**Collected data:**
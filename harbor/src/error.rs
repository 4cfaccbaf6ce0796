use chrono::{DateTime, Utc};
use harbor_instrument::MarketKey;
use thiserror::Error;

/// All errors generated in the Harbor backtester.
#[derive(Debug, Error)]
pub enum EngineError {
    #[error("backtest config error: {0}")]
    Config(#[from] ConfigError),

    #[error("data feed error: {0}")]
    Data(#[from] DataFeedError),

    #[error("funding error: {0}")]
    Funding(#[from] FundingError),

    #[error("statistic error: {0}")]
    Statistic(#[from] StatisticError),

    #[error("strategy does not support simultaneous signal processing")]
    SimultaneousUnsupported,

    #[error("event time {time} regressed behind the market timeline for {key}")]
    TimeRegression { key: MarketKey, time: DateTime<Utc> },

    #[error("venue error: {0}")]
    Venue(#[from] harbor_exchange::error::VenueError),
}

/// Backtest configuration validation errors. Fatal at load.
#[derive(Debug, Clone, Eq, PartialEq, Error)]
pub enum ConfigError {
    #[error("no currency settings configured")]
    CurrencySettingsEmpty,

    #[error("invalid date range: start {start} must be before end {end}")]
    DateRange {
        start: DateTime<Utc>,
        end: DateTime<Utc>,
    },

    #[error("api and database data sources require both start and end dates")]
    DatesRequired,

    #[error("bad slippage rates: requires 0 <= min < max")]
    BadSlippageRates,

    #[error("bad initial funds for {pair}: {reason}")]
    BadInitialFunds { pair: String, reason: String },

    #[error("exchange level funding requires simultaneous signal processing")]
    SimultaneousProcessingRequired,

    #[error("strategy requires exchange level funding but none is configured")]
    ExchangeLevelFundingRequired,

    #[error("unknown strategy: {0}")]
    UnknownStrategy(String),
}

/// Data feed errors.
#[derive(Debug, Error)]
pub enum DataFeedError {
    #[error("csv error: {0}")]
    Csv(#[from] csv::Error),

    #[error("io error: {0}")]
    Io(#[from] std::io::Error),

    #[error("data feed holds no events after load")]
    Empty,

    #[error("data gap: expected {expected} intervals but only {present} are present")]
    Gap { expected: u64, present: u64 },

    #[error("malformed record at line {line}: {reason}")]
    Malformed { line: u64, reason: String },
}

/// Funding pool errors.
#[derive(Debug, Clone, PartialEq, Error)]
pub enum FundingError {
    #[error("no funding pool registered for {0}")]
    PoolNotFound(String),

    #[error("insufficient funds in pool {pool}: requested {requested}, available {available}")]
    InsufficientFunds {
        pool: String,
        requested: f64,
        available: f64,
    },
}

/// Statistics registry errors. These halt the engine: they indicate framework misuse, not a
/// business outcome.
#[derive(Debug, Clone, Eq, PartialEq, Error)]
pub enum StatisticError {
    #[error("statistics timeline not initialised for {0}")]
    RegistryUninitialised(String),

    #[error("no data event at time {0} to attach to")]
    NoDataAtTime(DateTime<Utc>),
}
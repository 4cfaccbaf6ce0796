use harbor_instrument::{MarketKey, asset::AssetClass, pair::Pair};
use serde::{Deserialize, Serialize};
use std::fmt::Debug;

/// Instrument describing data carried by a [`Subscription`](crate::subscription::Subscription).
pub trait InstrumentData
where
    Self: Clone + Debug + Send + Sync,
{
    type Key: Clone + Debug + PartialEq + Send + Sync;

    /// The key market data for this instrument is keyed by downstream.
    fn key(&self) -> &Self::Key;

    /// The currency pair of this instrument.
    fn pair(&self) -> &Pair;

    /// The contract family of this instrument.
    fn asset(&self) -> AssetClass;
}

/// Standard instrument: the market pair and asset class, keyed by the full [`MarketKey`].
#[derive(Debug, Clone, Eq, PartialEq, Ord, PartialOrd, Hash, Deserialize, Serialize)]
pub struct MarketInstrument {
    #[serde(flatten)]
    pub key: MarketKey,
}

impl MarketInstrument {
    pub fn new(key: MarketKey) -> Self {
        Self { key }
    }
}

impl From<MarketKey> for MarketInstrument {
    fn from(key: MarketKey) -> Self {
        Self::new(key)
    }
}

impl InstrumentData for MarketInstrument {
    type Key = MarketKey;

    fn key(&self) -> &Self::Key {
        &self.key
    }

    fn pair(&self) -> &Pair {
        &self.key.pair
    }

    fn asset(&self) -> AssetClass {
        self.key.asset
    }
}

**What you have to do:** What is the number of lines above that hold the word "available"? Answer with that number alone.

**Exercise output:** 2